Rage and Ruin by Jennifer L. Armentrout Page 0,152

but the moment one of us got the other on the mat, we ended up staying there, kissing, touching, until Peanut drifted into the room and then back out, screaming something about his eyes.

When we’d started patrolling, I’d wondered if it would be weird to hold his hand as we walked. I hadn’t quite worked up the nerve to do that.

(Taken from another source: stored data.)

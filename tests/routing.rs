use std::sync::Arc;

use stockroom::error::StoreError;
use stockroom::notify::ChangeHub;
use stockroom::persist::{Filter, Store};
use stockroom::provider::InventoryProvider;
use stockroom::router::{Router, Target};
use stockroom::schema::Values;

const AUTHORITY: &str = "net.stockroom.local";
const PRODUCTS: &str = "res://net.stockroom.local/products";

fn setup() -> InventoryProvider {
    let store = Store::open_in_memory().unwrap();
    let router = Router::new(AUTHORITY).unwrap();
    InventoryProvider::new(router, store, Arc::new(ChangeHub::new()))
}

fn tour(name: &str) -> Values {
    Values::new()
        .with("name", name)
        .with("category", "culture")
        .with("price", 2500)
        .with("supplier_name", "Acme")
        .with("supplier_email", "a@x.com")
}

#[test]
fn classification() {
    let router = Router::new(AUTHORITY).unwrap();
    assert_eq!(router.classify(PRODUCTS).unwrap(), Target::Collection);
    assert_eq!(
        router.classify("res://net.stockroom.local/products/17").unwrap(),
        Target::Item(17)
    );
}

#[test]
fn unrecognized_identifiers() {
    let router = Router::new(AUTHORITY).unwrap();
    let bad = [
        "res://other.authority/products",
        "res://net.stockroom.local/warehouses",
        "res://net.stockroom.local/products/seventeen",
        "res://net.stockroom.local/products/17/name",
        "net.stockroom.local/products",
        "res://net.stockroom.local/products/99999999999999999999",
    ];
    for identifier in bad {
        match router.classify(identifier) {
            Err(StoreError::UnrecognizedIdentifier(id)) => assert_eq!(id, identifier),
            other => panic!("expected UnrecognizedIdentifier for {identifier}, got {other:?}"),
        }
    }
}

#[test]
fn type_tags() {
    let provider = setup();
    assert_eq!(
        provider.type_of(PRODUCTS).unwrap(),
        "vnd.stockroom.dir/net.stockroom.local/products"
    );
    assert_eq!(
        provider.type_of("res://net.stockroom.local/products/3").unwrap(),
        "vnd.stockroom.item/net.stockroom.local/products"
    );
    assert!(matches!(
        provider.type_of("res://elsewhere/products"),
        Err(StoreError::UnrecognizedIdentifier(_))
    ));
}

#[test]
fn insert_against_an_item_identifier_is_unsupported() {
    let provider = setup();
    let item = provider.router().item_identifier(1);
    match provider.insert(&item, &tour("Tour A")) {
        Err(StoreError::UnsupportedOperation(_)) => {}
        other => panic!("expected UnsupportedOperation, got {other:?}"),
    }
}

#[test]
fn operations_against_unrecognized_identifiers_fail_fast() {
    let provider = setup();
    let bogus = "res://elsewhere/products";
    assert!(matches!(
        provider.query(bogus, None, &Filter::all(), None),
        Err(StoreError::UnrecognizedIdentifier(_))
    ));
    assert!(matches!(
        provider.insert(bogus, &tour("Tour A")),
        Err(StoreError::UnrecognizedIdentifier(_))
    ));
    assert!(matches!(
        provider.update(bogus, &Values::new().with("quantity", 1), &Filter::all()),
        Err(StoreError::UnrecognizedIdentifier(_))
    ));
    assert!(matches!(
        provider.delete(bogus, &Filter::all()),
        Err(StoreError::UnrecognizedIdentifier(_))
    ));
}

#[test]
fn item_writes_touch_only_their_own_row() {
    let provider = setup();
    provider.insert(PRODUCTS, &tour("Tour A")).unwrap();
    provider.insert(PRODUCTS, &tour("Tour B")).unwrap();

    let first = provider.router().item_identifier(1);
    provider
        .update(&first, &Values::new().with("name", "Tour A+"), &Filter::all())
        .unwrap();

    let records = provider
        .query(PRODUCTS, None, &Filter::all(), None)
        .unwrap()
        .records()
        .unwrap();
    assert_eq!(records[0].name, "Tour A+");
    assert_eq!(records[1].name, "Tour B");
}

#[test]
fn snapshot_remembers_its_identifier() {
    let provider = setup();
    provider.insert(PRODUCTS, &tour("Tour A")).unwrap();
    let item = provider.router().item_identifier(1);
    let snapshot = provider.query(&item, None, &Filter::all(), None).unwrap();
    assert_eq!(snapshot.identifier(), item);
    assert_eq!(snapshot.target(), Target::Item(1));
}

But we hadn’t spent the whole day training or making out. We’d planned for the Harbinger. I had come to accept that Zayne had been right all those days ago, when he’d said we wouldn’t find the Harbinger until he wanted to be found. Once he came around again, we needed to get him to talk, because if we took him out, we wouldn’t know what was going on with Bael and the senator and those spirits trapped in the school. And if the Harbinger had been the one to set those wards, he could possibly be the only one able to break them. So, we needed to make ourselves available.

We needed to be alert.

And we needed to be patient.

The latter was not a part of my skill set.

Under Zayne’s watchful eyes, I was treating the narrow ledge of the building as if it were a balance beam. I thought that perhaps he had about four separate heart attacks each time I misstepped.

“Do you really need to do that?” he asked.

“Yes.”

“The correct answer would be no.”

Grinning, I pivoted like a ballerina, eliciting a harsh curse from Zayne. “It’s practice. That’s what I’m doing.”

“Practice for what? Earning a new world record for how many times you can make my heart stop?”

“Besides that, it helps me work on my balance when I can’t see.”

“And that can’t be done when you’re not several hundred feet in the air?”

“Nope. Because I can’t mess up when I’m up here. Down there, nothing bad would happen if I fell.”

“That would be the point,” he replied dryly.

“Don’t be such a worrywart. I know exactly how wide this is. Nine inches.” I carefully made my way back to him and stopped a couple feet away. I looked down, unable to see the width of the ledge or the shape of my boots. “The ledge is like my field of vision. Well, except the edges here are straight and not like a wonky circle where things are sometimes clear and sometimes blurry. Everything else is...” I lifted my arms. “Shadows. It’s weird, because sometimes it’s not even black. It’s like gray. I don’t know. That might be the cataracts.”

“Do you think it’s possible to get them removed?”

“My eyes?”

“The cataracts.” He sighed.

I grinned again. “The last doctor I saw said they were actually protecting my retinas in a way, and until they’re causing a real problem, they wanted to hold off on talking about surgery. There are a lot more risks involved with operating on people who have RP, and more possible side effects.”

“I hate to think what might classify as a real problem.”

I snorted, thinking that while I’d adapted the best I could to the restricted vision, the cataracts often annoyed the Hell out of me. “If they cause a lot of pain or fully obstruct my central vision, I guess.”

“But you said your eyes hurt before.”

“Yeah, but it’s manageable. More of an achy feeling and that probably has nothing to do with the cataracts. I mean, not directly. I do think I need to have my eyes checked, though.” Tipping my head back, I looked up at the sky. It took me a moment to see the distant, faint glow of one star and then another. “I had edemas once before. They could come back.”

“Macular edemas? The swelling behind the retinas?” he asked, surprising me once more with his own independent research. “That could be what’s causing your eyes to ache. We need to make an appointment. Call Thierry and see if the doctor they took you to could hook you up with someone closer, like the Wilmer Eye Institute over in Baltimore. They’re a part of Johns Hopkins.”

He really had done his research.

“We’ll just have to be careful,” he continued. “As long as there’s no genetic testing—”

“They’ll have no idea I’m not completely human.” I lowered my arms, inching closer to Zayne. “Though, can you imagine if they did test? The look on the geneticists’ faces when they got an eyeful of my DNA?”

He laughed. “They’d probably think you’re an alien.”

“I thought you didn’t believe in aliens.”